Data ->
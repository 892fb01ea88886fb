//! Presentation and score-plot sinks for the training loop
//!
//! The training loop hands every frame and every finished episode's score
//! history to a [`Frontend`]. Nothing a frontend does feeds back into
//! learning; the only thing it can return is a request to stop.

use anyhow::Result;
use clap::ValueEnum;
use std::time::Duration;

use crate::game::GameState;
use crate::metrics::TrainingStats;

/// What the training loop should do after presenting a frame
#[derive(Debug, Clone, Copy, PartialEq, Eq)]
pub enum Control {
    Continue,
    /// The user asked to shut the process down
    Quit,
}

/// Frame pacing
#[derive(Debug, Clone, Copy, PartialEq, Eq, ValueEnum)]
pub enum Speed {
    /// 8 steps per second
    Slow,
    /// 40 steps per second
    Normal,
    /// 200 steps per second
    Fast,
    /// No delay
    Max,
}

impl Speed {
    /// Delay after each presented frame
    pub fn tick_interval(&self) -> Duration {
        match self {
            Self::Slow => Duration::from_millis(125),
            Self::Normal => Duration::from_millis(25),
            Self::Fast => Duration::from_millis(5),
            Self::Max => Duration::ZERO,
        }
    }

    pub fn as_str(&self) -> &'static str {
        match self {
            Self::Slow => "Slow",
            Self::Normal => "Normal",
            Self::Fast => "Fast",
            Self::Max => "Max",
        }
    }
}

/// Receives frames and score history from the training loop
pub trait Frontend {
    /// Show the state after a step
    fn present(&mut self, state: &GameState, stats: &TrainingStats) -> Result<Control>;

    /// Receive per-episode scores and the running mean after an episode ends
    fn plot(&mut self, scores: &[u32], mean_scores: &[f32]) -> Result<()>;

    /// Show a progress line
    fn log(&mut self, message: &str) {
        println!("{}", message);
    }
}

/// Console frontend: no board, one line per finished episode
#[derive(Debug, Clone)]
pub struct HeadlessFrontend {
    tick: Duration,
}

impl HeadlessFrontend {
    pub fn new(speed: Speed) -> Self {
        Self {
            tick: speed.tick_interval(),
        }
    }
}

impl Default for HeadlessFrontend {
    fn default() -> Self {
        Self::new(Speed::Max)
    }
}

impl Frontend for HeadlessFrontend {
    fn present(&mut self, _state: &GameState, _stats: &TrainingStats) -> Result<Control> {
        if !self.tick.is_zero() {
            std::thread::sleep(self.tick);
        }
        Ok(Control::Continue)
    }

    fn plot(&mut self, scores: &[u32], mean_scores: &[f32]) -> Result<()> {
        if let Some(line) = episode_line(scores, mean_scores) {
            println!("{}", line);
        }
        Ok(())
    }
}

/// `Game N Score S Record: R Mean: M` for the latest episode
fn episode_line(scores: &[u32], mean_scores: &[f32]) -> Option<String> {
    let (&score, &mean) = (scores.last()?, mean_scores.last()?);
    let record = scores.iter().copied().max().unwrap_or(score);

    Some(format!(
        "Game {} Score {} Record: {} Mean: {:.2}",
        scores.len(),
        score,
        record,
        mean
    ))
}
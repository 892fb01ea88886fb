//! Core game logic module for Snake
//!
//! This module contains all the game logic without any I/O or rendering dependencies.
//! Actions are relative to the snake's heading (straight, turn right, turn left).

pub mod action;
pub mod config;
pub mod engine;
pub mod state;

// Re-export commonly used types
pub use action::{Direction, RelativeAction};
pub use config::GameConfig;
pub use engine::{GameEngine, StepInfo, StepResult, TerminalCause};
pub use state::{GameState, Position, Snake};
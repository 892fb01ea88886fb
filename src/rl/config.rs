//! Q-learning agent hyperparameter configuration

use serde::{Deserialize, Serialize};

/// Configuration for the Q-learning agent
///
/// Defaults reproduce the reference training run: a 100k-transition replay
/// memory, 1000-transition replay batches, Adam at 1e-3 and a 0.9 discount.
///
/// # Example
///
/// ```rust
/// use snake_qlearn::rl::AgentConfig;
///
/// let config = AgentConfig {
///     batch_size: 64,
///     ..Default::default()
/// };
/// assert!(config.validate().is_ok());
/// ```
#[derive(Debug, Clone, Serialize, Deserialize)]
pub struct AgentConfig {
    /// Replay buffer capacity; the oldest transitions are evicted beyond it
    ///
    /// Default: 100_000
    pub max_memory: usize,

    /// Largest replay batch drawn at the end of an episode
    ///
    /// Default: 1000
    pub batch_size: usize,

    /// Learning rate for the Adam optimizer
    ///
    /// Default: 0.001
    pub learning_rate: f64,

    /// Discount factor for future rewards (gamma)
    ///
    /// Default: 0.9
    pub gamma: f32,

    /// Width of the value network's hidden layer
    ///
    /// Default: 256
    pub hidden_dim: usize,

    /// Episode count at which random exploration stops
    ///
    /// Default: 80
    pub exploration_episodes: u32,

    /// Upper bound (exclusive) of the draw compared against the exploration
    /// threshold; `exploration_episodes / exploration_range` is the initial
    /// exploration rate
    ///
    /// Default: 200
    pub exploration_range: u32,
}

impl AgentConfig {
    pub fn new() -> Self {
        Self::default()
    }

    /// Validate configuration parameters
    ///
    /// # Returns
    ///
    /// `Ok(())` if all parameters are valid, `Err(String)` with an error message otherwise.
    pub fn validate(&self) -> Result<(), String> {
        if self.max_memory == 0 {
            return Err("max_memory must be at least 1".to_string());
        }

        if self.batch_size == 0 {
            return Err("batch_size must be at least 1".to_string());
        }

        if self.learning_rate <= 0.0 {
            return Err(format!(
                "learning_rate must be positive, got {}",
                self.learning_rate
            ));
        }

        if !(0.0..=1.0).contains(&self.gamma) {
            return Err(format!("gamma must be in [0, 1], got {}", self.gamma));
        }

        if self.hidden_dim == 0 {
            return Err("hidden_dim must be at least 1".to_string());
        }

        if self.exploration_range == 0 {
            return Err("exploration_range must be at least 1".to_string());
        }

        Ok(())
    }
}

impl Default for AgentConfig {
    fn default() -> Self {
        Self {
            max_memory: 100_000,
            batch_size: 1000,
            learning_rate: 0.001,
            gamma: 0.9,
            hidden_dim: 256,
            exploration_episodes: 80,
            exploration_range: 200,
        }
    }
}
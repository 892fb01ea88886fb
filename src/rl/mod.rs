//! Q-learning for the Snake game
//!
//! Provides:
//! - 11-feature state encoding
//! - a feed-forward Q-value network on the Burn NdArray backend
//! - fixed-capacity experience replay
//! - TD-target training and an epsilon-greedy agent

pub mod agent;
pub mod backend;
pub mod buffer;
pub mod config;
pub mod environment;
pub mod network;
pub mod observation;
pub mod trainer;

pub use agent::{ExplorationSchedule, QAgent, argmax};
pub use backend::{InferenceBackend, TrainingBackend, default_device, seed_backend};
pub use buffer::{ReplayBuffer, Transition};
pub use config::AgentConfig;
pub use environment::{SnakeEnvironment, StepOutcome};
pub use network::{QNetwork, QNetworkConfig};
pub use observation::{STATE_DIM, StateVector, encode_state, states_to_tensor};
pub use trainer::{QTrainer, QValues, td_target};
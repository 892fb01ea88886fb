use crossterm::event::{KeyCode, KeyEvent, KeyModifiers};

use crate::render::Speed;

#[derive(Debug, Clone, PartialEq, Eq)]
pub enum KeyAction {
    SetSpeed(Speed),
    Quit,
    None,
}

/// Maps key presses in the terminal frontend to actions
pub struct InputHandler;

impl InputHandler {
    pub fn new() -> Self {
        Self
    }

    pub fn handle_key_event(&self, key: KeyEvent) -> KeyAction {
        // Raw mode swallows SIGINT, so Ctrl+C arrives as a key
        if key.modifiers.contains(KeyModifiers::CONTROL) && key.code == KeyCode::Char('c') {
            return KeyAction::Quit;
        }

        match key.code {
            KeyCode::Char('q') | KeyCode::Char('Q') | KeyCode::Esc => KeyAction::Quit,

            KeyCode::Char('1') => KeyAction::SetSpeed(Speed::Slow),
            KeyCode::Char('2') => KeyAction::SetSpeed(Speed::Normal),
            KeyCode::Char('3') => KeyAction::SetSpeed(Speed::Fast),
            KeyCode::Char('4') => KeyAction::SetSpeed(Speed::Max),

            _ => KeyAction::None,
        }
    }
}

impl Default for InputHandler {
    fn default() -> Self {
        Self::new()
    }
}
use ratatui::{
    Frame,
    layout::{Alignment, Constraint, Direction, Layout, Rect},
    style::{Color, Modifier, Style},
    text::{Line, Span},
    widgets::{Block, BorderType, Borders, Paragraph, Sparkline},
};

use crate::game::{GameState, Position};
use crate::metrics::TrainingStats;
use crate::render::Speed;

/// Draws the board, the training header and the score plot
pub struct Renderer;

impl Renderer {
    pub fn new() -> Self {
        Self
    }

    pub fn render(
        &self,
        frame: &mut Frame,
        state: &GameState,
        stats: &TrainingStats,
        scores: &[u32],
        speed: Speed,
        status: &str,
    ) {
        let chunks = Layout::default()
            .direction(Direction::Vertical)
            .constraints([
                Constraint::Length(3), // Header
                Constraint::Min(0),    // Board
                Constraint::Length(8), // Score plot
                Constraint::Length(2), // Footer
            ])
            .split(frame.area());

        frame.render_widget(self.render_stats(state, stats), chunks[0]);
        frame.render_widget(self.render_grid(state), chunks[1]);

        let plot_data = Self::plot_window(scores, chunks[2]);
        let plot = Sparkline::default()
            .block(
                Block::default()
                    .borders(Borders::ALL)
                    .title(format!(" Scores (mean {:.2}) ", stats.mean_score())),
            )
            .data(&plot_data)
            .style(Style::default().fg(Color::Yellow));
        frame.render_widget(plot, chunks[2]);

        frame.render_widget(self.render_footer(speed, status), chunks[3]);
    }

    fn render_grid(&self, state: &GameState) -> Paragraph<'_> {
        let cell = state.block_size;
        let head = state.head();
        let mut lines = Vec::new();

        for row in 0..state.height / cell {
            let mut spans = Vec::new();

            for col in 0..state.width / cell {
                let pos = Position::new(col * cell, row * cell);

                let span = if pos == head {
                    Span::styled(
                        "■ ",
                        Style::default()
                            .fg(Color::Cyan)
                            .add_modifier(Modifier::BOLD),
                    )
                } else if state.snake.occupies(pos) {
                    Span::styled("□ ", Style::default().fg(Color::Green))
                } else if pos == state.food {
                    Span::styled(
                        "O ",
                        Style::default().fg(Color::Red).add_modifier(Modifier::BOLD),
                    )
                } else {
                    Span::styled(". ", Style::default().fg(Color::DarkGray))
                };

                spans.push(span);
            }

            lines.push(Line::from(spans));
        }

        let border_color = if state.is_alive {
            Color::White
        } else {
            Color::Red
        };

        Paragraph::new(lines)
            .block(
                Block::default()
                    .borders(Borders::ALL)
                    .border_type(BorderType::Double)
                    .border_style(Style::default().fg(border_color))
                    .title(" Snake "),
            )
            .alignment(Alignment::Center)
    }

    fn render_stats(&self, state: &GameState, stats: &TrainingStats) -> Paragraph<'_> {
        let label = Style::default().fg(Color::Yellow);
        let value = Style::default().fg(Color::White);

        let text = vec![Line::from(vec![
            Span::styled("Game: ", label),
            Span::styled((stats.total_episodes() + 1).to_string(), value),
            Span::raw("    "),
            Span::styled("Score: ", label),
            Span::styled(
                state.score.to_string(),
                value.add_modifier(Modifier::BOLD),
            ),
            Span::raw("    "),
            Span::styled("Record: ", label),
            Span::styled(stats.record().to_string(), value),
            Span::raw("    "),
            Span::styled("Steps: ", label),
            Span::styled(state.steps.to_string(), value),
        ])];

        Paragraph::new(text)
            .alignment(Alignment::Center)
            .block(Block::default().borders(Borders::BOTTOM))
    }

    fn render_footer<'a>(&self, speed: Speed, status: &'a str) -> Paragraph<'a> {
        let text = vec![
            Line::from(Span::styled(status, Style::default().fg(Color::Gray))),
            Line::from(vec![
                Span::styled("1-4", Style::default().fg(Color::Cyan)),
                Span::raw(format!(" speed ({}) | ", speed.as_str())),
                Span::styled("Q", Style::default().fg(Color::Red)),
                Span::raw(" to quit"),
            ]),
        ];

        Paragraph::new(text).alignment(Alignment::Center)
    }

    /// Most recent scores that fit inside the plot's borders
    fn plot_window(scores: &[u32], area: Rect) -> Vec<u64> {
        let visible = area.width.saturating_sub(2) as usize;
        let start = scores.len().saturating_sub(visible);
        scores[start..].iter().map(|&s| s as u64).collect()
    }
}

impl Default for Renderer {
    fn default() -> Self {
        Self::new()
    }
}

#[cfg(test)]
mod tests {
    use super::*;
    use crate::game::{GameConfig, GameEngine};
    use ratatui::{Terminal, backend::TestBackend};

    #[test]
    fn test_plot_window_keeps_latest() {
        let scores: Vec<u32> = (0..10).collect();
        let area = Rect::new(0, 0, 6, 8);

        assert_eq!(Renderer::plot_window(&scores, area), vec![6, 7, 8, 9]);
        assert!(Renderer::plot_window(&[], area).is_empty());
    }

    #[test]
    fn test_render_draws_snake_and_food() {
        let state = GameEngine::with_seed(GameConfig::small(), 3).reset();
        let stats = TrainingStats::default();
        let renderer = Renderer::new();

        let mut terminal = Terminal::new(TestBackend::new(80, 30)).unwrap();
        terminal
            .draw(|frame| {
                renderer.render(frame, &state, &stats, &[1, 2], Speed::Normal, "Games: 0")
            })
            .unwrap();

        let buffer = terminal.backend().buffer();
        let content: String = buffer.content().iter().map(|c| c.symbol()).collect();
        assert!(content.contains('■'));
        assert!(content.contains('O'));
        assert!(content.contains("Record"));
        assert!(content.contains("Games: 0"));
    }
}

==

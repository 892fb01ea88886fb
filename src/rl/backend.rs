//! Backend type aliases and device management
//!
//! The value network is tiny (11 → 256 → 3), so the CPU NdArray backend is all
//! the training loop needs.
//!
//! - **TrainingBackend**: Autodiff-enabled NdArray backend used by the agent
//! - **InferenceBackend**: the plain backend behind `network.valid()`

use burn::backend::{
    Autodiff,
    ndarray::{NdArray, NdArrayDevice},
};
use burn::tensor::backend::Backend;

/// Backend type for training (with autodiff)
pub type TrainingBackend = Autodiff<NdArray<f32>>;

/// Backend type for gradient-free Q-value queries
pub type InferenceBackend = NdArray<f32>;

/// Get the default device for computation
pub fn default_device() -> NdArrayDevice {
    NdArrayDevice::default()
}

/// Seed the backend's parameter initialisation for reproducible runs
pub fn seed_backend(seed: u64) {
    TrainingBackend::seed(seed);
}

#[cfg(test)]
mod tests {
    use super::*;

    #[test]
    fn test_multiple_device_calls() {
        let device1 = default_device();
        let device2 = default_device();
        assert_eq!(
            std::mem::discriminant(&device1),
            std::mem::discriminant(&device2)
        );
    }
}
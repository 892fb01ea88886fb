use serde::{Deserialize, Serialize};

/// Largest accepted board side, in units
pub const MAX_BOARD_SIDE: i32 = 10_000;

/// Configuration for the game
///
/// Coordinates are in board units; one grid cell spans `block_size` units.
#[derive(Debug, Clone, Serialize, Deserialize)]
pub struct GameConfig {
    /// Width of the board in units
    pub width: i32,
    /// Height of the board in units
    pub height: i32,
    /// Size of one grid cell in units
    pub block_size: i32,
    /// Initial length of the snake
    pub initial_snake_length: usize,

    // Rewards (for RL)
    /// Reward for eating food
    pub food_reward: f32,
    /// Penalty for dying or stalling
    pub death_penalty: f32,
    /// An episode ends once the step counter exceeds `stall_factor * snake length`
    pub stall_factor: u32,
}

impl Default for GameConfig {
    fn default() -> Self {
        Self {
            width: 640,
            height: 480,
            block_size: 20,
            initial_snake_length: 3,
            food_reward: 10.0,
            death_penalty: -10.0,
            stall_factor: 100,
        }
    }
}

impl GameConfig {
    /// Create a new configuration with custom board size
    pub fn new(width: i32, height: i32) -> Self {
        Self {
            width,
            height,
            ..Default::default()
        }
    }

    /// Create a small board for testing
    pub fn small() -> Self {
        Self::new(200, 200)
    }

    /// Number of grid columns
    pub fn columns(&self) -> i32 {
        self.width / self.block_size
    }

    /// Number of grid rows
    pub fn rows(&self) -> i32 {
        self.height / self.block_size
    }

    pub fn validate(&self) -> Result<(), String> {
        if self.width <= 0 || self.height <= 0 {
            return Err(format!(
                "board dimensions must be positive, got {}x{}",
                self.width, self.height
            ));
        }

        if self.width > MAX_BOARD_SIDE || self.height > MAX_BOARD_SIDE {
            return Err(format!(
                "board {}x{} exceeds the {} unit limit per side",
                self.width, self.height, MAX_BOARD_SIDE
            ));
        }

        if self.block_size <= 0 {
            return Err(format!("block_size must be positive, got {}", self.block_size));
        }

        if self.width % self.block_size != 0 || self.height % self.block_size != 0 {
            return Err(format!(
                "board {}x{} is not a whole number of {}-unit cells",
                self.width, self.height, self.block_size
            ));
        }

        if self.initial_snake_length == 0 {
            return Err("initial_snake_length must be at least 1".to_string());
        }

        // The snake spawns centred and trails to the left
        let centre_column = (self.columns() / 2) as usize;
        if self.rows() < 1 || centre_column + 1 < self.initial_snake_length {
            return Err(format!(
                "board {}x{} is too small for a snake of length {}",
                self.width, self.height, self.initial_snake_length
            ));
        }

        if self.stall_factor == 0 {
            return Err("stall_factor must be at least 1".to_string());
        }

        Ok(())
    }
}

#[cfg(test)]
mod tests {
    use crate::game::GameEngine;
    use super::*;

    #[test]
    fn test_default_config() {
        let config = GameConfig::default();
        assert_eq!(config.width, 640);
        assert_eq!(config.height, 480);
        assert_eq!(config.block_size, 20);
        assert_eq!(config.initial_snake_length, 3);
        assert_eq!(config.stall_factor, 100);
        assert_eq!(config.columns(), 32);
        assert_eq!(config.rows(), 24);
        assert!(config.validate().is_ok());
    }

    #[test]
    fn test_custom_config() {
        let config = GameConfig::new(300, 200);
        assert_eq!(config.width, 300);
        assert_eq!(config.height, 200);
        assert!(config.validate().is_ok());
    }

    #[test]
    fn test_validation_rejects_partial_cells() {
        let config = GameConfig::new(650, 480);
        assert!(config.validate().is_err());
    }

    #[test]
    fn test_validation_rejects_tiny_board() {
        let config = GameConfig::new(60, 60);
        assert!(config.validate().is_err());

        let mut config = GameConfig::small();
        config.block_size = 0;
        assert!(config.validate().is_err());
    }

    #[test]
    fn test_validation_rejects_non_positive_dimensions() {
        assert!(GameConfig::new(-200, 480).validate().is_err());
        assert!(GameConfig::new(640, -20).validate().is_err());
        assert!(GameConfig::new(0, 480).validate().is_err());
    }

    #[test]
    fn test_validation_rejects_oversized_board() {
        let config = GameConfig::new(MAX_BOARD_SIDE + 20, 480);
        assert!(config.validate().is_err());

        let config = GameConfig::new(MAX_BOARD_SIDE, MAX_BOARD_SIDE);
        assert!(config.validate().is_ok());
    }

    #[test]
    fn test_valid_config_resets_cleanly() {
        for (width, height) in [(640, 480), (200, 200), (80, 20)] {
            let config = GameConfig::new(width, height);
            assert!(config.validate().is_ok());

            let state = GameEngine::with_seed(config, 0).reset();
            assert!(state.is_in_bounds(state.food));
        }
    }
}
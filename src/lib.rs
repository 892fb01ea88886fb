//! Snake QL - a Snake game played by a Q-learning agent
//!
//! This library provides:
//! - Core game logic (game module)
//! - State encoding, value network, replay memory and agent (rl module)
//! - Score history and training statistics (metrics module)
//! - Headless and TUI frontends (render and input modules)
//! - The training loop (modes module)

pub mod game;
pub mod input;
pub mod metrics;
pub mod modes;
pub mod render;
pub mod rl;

--

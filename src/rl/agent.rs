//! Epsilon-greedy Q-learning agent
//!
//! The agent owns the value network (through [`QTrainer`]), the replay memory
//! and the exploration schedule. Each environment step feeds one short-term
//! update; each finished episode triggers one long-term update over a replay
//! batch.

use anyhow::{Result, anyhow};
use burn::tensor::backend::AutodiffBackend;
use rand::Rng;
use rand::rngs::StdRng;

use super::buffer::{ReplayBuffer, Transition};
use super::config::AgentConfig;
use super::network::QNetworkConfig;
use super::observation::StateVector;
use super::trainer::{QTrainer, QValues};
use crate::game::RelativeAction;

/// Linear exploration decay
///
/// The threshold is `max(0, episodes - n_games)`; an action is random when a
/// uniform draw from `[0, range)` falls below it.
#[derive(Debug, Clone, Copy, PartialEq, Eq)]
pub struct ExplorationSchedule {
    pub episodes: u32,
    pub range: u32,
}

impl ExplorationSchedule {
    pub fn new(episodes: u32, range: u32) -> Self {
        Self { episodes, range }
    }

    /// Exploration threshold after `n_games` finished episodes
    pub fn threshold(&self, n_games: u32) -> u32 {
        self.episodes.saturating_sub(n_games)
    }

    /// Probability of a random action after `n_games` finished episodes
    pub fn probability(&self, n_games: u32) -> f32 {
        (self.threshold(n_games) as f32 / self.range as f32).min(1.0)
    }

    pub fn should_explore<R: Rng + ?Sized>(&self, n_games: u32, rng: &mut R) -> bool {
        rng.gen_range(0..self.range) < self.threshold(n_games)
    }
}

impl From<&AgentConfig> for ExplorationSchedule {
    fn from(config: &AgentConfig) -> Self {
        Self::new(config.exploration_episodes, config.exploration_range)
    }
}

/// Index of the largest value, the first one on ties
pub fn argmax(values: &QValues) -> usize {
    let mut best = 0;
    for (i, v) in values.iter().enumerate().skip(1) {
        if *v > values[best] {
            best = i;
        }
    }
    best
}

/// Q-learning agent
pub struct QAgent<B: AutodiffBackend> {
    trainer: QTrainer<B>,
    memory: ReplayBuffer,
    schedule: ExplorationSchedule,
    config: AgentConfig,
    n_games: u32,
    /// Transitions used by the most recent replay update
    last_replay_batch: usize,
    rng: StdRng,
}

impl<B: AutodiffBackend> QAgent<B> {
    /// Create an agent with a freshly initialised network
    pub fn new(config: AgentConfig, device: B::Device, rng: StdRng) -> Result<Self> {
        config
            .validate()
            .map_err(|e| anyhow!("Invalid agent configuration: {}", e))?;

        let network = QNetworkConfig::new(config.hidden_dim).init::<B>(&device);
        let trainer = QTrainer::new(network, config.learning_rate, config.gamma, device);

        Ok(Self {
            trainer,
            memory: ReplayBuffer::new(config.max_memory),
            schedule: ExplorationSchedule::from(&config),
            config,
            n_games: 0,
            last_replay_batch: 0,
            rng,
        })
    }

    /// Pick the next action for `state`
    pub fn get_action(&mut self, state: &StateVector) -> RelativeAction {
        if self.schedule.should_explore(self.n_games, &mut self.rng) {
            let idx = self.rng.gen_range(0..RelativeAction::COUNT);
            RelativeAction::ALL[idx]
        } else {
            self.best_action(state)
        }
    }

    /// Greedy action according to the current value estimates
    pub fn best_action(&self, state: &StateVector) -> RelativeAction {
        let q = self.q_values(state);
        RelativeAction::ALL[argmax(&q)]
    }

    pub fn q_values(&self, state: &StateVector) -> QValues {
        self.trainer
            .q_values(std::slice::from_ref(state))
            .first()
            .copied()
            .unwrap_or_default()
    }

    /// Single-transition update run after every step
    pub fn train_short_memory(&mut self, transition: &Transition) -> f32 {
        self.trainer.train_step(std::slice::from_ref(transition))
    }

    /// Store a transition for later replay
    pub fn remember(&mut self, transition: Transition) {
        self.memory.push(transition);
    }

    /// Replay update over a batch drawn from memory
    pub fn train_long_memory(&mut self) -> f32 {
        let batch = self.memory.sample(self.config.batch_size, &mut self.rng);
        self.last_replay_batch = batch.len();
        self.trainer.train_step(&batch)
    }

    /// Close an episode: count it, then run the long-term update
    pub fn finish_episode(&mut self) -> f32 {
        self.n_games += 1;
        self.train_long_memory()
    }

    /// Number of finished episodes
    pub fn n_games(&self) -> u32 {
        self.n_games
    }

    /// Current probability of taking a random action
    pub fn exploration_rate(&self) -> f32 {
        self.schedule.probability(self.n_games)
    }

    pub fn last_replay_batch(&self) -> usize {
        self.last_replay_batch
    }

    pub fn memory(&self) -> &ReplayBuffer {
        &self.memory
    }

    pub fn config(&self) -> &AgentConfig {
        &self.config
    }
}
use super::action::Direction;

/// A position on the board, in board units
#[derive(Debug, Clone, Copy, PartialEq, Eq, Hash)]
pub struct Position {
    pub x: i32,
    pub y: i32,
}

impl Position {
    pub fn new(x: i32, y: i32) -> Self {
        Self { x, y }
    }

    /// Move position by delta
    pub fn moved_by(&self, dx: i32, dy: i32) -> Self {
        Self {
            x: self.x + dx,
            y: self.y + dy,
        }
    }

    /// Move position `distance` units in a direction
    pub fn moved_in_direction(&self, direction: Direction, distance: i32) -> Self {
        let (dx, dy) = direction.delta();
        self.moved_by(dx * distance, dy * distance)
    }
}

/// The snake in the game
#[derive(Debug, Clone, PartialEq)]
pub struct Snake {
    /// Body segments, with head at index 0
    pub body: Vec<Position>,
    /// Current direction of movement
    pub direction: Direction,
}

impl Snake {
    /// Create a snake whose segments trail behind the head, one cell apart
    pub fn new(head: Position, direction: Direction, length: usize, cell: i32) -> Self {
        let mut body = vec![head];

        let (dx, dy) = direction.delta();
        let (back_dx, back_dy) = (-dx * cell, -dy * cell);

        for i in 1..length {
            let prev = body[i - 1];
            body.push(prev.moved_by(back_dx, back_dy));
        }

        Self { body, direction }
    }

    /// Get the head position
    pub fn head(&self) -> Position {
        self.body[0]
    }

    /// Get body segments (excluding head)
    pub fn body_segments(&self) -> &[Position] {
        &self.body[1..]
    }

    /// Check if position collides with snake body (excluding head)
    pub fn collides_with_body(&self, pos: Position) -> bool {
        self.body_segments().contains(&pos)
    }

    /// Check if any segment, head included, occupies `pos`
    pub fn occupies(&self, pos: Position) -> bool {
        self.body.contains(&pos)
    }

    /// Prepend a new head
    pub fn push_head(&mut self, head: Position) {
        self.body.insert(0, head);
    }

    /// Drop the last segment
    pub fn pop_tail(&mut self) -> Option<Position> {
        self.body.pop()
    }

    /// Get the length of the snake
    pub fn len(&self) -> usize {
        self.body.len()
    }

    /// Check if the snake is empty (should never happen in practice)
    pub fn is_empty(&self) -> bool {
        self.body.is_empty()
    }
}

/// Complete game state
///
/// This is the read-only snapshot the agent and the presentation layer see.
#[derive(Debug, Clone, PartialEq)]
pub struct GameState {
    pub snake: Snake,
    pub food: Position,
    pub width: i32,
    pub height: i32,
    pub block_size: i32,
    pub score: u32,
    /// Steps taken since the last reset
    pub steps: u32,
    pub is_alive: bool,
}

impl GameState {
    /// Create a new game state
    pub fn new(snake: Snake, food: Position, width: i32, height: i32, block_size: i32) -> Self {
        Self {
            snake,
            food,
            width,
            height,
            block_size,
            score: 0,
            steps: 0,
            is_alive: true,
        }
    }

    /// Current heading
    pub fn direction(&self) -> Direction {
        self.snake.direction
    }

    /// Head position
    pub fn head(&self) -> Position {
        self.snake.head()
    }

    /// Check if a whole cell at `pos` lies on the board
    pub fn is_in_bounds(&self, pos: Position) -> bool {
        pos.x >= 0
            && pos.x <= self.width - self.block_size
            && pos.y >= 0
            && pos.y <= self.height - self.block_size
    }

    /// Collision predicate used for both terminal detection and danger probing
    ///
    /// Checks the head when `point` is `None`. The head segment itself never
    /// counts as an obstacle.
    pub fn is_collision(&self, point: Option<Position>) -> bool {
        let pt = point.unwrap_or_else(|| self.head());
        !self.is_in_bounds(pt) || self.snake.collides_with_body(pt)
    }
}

What to produce -> Search the data above for "threshold" and copy every line where it turns up.

Answer to this problem ->
    /// threshold; `exploration_episodes / exploration_range` is the initial
/// The threshold is `max(0, episodes - n_games)`; an action is random when a
    /// Exploration threshold after `n_games` finished episodes
    pub fn threshold(&self, n_games: u32) -> u32 {
        (self.threshold(n_games) as f32 / self.range as f32).min(1.0)
        rng.gen_range(0..self.range) < self.threshold(n_games)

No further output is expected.